Spark and TensorFlow for Scientific Data at Scale
¶

Modern, robust, general-purpose cluster computing for data science
¶

Presentation at IHPCSS 2017-06-27
¶

Neal McBurnett Independent Consultant

Neal's Background¶

Shortest commute today? 9 minute walk.
Computer Science degrees from Brown (undergrad) and Berkeley (MS)
Bell Labs ('77 to '01): software development, Unix/Linux, open source, WWW, IETF, security
Internet2 Identity (PKI, etc) ('00s)
Independent consultant
- Taught AI at University of Colorado in '12, '13
- Spark MOOC, Databricks training in '15
Data science, Wikipedia, risk-limiting audits of elections, dance

Your Experience¶

Python?
Functional programming?
Tried Spark out?
Used it in project?
Tried TensorFlow out?
Used it in project?

Outline:¶

Apache Spark is a productive framework/ecosystem for many scientific applications
- Easier to write Spark code than MPI, OpenMP
- Programming model is more expressive and helps compilers optimize for the cluster
Builds on convergence of data analysis technologies:
- Databases: SQL, much research into query optimization
- HPC: MPI, OpenMP, etc
- Interactive exploratory data analysis: S, S++, R
- Scala and Python knack for clear, expressive, robust, high-level coding
- MapReduce: MPI, Hadoop, Spark, with huge investment from business world
TensorFlow: for deep learning, GPU data flows and much more, also Python
Related APIs and projects support many other applications
Many Scientific use cases
Huge opportunities in Machine Learning, AI

Apache Spark: popular, modern, elegant, productive¶

The largest open source project in data processing (in 2015. Still?)
- 365 k Spark Meetup members worldwide
- Over 750 contributors from 200+ organizations, still growing
- Big turnout for our free online edX MOOC in 2015
- IBM helping to "educate one million data scientists and data engineers on Spark"
APIs for Python (2 or 3), SQL, Java, Scala, R
Evolved from Hadoop MapReduce, for machine learning (fast iteration)
Brought in-memory processing for fast iteration, then much more
Handles distributing data to nodes for you, and flexible caching
Can read only the data needed from smart upstream data sources: "predicate pushdown" of filters

Spark components and ecosystem¶

Core concept: RDD (Resilient Distributed Dataset)¶

RDD abstraction (Resilient Distributed Datasets), core aspect of Spark programming model
- Matei Zaharia ACM Doctoral Dissertation Award
- New abstraction that led to Spark
RDD is a collection of data, partitioned across the cluster
- Each partition can be processed in parallel
- RDD definition includes lineage - how each RDD depends on others
- In general, a Directed Acyclic Graph (DAG)
- Immutable
Two types of RDD operations
- Transformations: modify the DAG: define new RDDs based on extisting ones
  - filter, map, groupByKey, join, sort
- Actions which optimize, schedule and execute the DAG, return values
  - count, reduce, lookup, save
RDDs provide fault tolerance via recalculation, avoiding data replication or failure
RDDs can be cached to make them more persistent in memory, or temporarily saved to local disk

Example of a lineage of RDDs. Also shows the job stages. Boxes with solid outlines are RDDs. Partitions are shaded rectangles, in black if they are already in memory. In this case, stage 1’s output RDD (B) is already in RAM, so the scheduler runs stage 2 and then 3.

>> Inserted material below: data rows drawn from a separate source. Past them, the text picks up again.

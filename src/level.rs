//! Level estimation: dB conversions and the sliding RMS accumulator

use std::collections::VecDeque;

/// Smallest magnitude considered by `v2db`; 0.0 maps to this level.
pub const AMPLITUDE_EPSILON: f32 = 1e-6;

/// Level reported for silence (`v2db(0.0)`), in dBFS
pub const MIN_DB: f32 = -120.0;

/// Linear amplitude to dBFS, clamped at `MIN_DB`
pub fn v2db(value: f32) -> f32 {
    let magnitude = value.abs();
    if magnitude <= AMPLITUDE_EPSILON {
        return MIN_DB;
    }
    20.0 * magnitude.log10()
}

/// dBFS to linear amplitude
pub fn db2v(db: f32) -> f32 {
    10.0f32.powf(db / 20.0)
}

/// Sliding window over the most recent `capacity` samples of one channel.
///
/// Keeps the running sum of squares for O(1) RMS, the largest magnitude seen
/// since creation, and where the signal last crossed zero. Positions are
/// offsets from the first sample added.
#[derive(Debug, Clone)]
pub struct RmsBuffer {
    ring: VecDeque<f32>,
    capacity: usize,
    sum_squares: f64,
    peak: f32,
    added: usize,
    previous: Option<f32>,
    last_crossing: Option<usize>,
}

impl RmsBuffer {
    /// Create an empty window holding at most `capacity` samples
    pub fn new(capacity: usize) -> Self {
        let capacity = capacity.max(1);
        Self {
            ring: VecDeque::with_capacity(capacity),
            capacity,
            sum_squares: 0.0,
            peak: 0.0,
            added: 0,
            previous: None,
            last_crossing: None,
        }
    }

    /// Push one sample, evicting the oldest once the window is full
    pub fn add_sample(&mut self, sample: f32) {
        if self.ring.len() == self.capacity {
            if let Some(old) = self.ring.pop_front() {
                self.sum_squares -= (old as f64) * (old as f64);
            }
        }
        self.ring.push_back(sample);
        self.sum_squares += (sample as f64) * (sample as f64);

        self.peak = self.peak.max(sample.abs());

        if let Some(prev) = self.previous {
            let crossed = (prev < 0.0 && sample >= 0.0)
                || (prev > 0.0 && sample <= 0.0)
                || (prev == 0.0 && sample != 0.0);
            if crossed {
                self.last_crossing = Some(self.added);
            }
        }
        self.previous = Some(sample);
        self.added += 1;
    }

    /// RMS of the samples currently in the window (0.0 when empty)
    pub fn rms(&self) -> f32 {
        if self.ring.is_empty() {
            return 0.0;
        }
        (self.sum_squares.max(0.0) / self.ring.len() as f64).sqrt() as f32
    }

    pub fn rms_db(&self) -> f32 {
        v2db(self.rms())
    }

    /// Largest absolute sample since the buffer was created
    pub fn peak(&self) -> f32 {
        self.peak
    }

    pub fn peak_db(&self) -> f32 {
        v2db(self.peak)
    }

    /// Offset of the most recent zero or sign-change crossing, if it is still
    /// inside the window
    pub fn last_sign_change_position(&self) -> Option<usize> {
        let oldest = self.added.saturating_sub(self.ring.len());
        self.last_crossing.filter(|&pos| pos >= oldest)
    }

    /// Samples added since creation
    pub fn samples_added(&self) -> usize {
        self.added
    }

    pub fn len(&self) -> usize {
        self.ring.len()
    }

    pub fn is_empty(&self) -> bool {
        self.ring.is_empty()
    }
}
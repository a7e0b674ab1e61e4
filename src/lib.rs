//! Note splitting for sampled-instrument libraries
//!
//! Takes a long recording of many performed notes, finds where each note
//! really starts and ends, estimates its pitch, and writes every note to its
//! own sample file named after that pitch.

pub mod analysis;
pub mod audio;
pub mod config;
pub mod detect;
pub mod error;
pub mod level;
pub mod midi;
pub mod segment;
pub mod sink;
pub mod trim;

pub use audio::{SampleSource, Take};
pub use config::Config;
pub use error::{Result as SplitResult, SplitError};
pub use segment::{segment_take, NoteSegment, SegmentationState, Segmenter, TakeSummary};
pub use sink::{SegmentSink, WavSampleWriter};

use analysis::BatchSummary;
use sink::WrittenSample;
use std::path::{Path, PathBuf};
use trim::{TrimPoint, TrimStats};

/// Batch-facing processor for takes and single-note files
pub struct NoteSplitter {
    config: Config,
}

impl NoteSplitter {
    /// Create a new processor with the given configuration
    pub fn new(config: Config) -> Self {
        Self { config }
    }

    pub fn config(&self) -> &Config {
        &self.config
    }

    /// Split one take into note samples under `output_dir`
    pub fn process<P: AsRef<Path>, Q: AsRef<Path>>(
        &self,
        input_path: P,
        output_dir: Q,
    ) -> SplitResult<TakeSummary> {
        let input = input_path.as_ref();
        let output_dir = output_dir.as_ref();

        let mut take = Take::load(input)?;
        audio::validate_take(&take)?;
        log::info!(
            "Processing {} ({:.1} s, {} Hz, {} ch)",
            input.display(),
            take.duration_sec(),
            take.sample_rate(),
            take.channels()
        );

        // fresh state per take
        let mut writer = WavSampleWriter::new(output_dir, input, &self.config.export)?;
        let mut segmenter = Segmenter::new(&self.config);
        let summary = segmenter.run(&mut take, &mut writer)?;
        let noise_history = segmenter.into_state().noise_history;
        let written = writer.finish()?;

        self.export_results(input, output_dir, &take, &summary, &written, &noise_history)?;
        Ok(summary)
    }

    /// Process every input; a failing file is recorded and the batch moves on
    pub fn process_batch<Q: AsRef<Path>>(&self, inputs: &[PathBuf], output_dir: Q) -> BatchSummary {
        let mut batch = BatchSummary::default();
        for input in inputs {
            let result = validate_input(input, &self.config)
                .and_then(|_| self.process(input, output_dir.as_ref()));
            match result {
                Ok(summary) => batch.record_success(input, &summary),
                Err(e) => {
                    log::error!("{}: {}", input.display(), e);
                    batch.record_failure(input, &e);
                }
            }
        }
        batch.log_summary();
        batch
    }

    /// Trim the lead of a single-note file into `output_dir` (same file name)
    pub fn trim<P: AsRef<Path>, Q: AsRef<Path>>(
        &self,
        input_path: P,
        output_dir: Q,
    ) -> SplitResult<Option<TrimPoint>> {
        let input = input_path.as_ref();
        let file_name = input.file_name().ok_or_else(|| {
            SplitError::InputValidationError(format!("no file name in {}", input.display()))
        })?;
        if !self.config.export.dry_run {
            std::fs::create_dir_all(output_dir.as_ref())?;
        }
        trim::trim_file(input, output_dir.as_ref().join(file_name), &self.config)
    }

    /// Trim every input, returning the trim statistics and the number of failures
    pub fn trim_batch<Q: AsRef<Path>>(&self, inputs: &[PathBuf], output_dir: Q) -> (TrimStats, usize) {
        let mut stats = TrimStats::default();
        let mut failures = 0;
        for input in inputs {
            let result = validate_input(input, &self.config)
                .and_then(|_| self.trim(input, output_dir.as_ref()));
            match result {
                Ok(Some(point)) => stats.record(&point),
                Ok(None) => {}
                Err(e) => {
                    log::error!("{}: {}", input.display(), e);
                    failures += 1;
                }
            }
        }
        log::info!(
            "{} files trimmed, average {:.1} msec, max {:.1} msec",
            stats.files,
            stats.average_ms(),
            stats.max_ms
        );
        (stats, failures)
    }

    /// Export the JSON report and the MIDI cue file for a take
    fn export_results(
        &self,
        input: &Path,
        output_dir: &Path,
        take: &Take,
        summary: &TakeSummary,
        written: &[WrittenSample],
        noise_history: &[f32],
    ) -> SplitResult<()> {
        let export = &self.config.export;
        if export.dry_run {
            return Ok(());
        }
        let basename = sink::take_basename(input)?;

        if export.write_report {
            let report = analysis::build_take_report(
                input,
                take,
                summary,
                written,
                noise_history,
                export.dry_run,
            );
            analysis::export_report(&report, &output_dir.join(format!("{}_report.json", basename)))?;
        }

        if export.write_midi {
            let segments: Vec<NoteSegment> = written.iter().map(|w| w.segment.clone()).collect();
            if segments.iter().any(|s| s.frequency_hz > 0.0) {
                midi::export_cue_file(
                    &segments,
                    take.sample_rate(),
                    &output_dir.join(format!("{}_notes.mid", basename)),
                )?;
            } else {
                log::warn!("No pitched notes, skipping MIDI cue file");
            }
        }
        Ok(())
    }
}

/// Cheap up-front checks: the input exists and the configuration is valid.
/// The audio itself is checked once it has been decoded.
pub fn validate_input<P: AsRef<Path>>(input_path: P, config: &Config) -> SplitResult<()> {
    let path = input_path.as_ref();
    if !path.is_file() {
        return Err(SplitError::InputValidationError(format!(
            "Audio file does not exist: {}",
            path.display()
        )));
    }

    config::validate_config(config)
        .map_err(|e| SplitError::ConfigValidationFailed(e.to_string()))?;

    Ok(())
}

If a node dies, the partitions it was responsible for can be recalculated, knowing the lineage and the immutable inputs

Explore Your Runtime in Spark UI¶

Real-time graph of the DAGs in your jobs, stage progress, storage, environment, nodes

Spark code compiled into efficient execution plan for the cluster¶

Something like compilers optimizing for pipelined CPUs
Compiler, DAG helps avoid failures, deadlock
Spark mashes functional programming up with SQL optimizing technology
- Catalyst compiler for parallel computations on your cluster
Code describes Directed Acyclic Graph
Lazy evalution - not evaluated until you perform an action
Compiler can use full DAG, desired action, and even data contents, to make an optimized execution plan
Lack of side effects in functional programming enormously useful in parallel processing
Review and make use of your abstract algebra classes!
- See Paco Nathan, Just Enough Math - O'Reilly Media
- With links to over an hour of free video on functional programming and monoids for cluster computation
Lazy evaluation makes exploration, debugging quicker

Even higher-level API: Datasets and DataFrames¶

DataFrame API: Higher level than RDD, inspired by Pandas and R data frames, combined with SQL engine
More optimizations possible than with RDD
Unified with more general Datasets API in Spark 2.0: DataFrame = Dataset[Row]
Internally leverage the Spark SQL logical optimizer. Intelligently plan the physical execution of operations to work well on large datasets. This planning permeates all the way into physical storage, where optimizations such as predicate pushdown are applied based on analysis of user programs.
Create Datasets directly from Hive tables, Parquet files, Spark SQL, etc.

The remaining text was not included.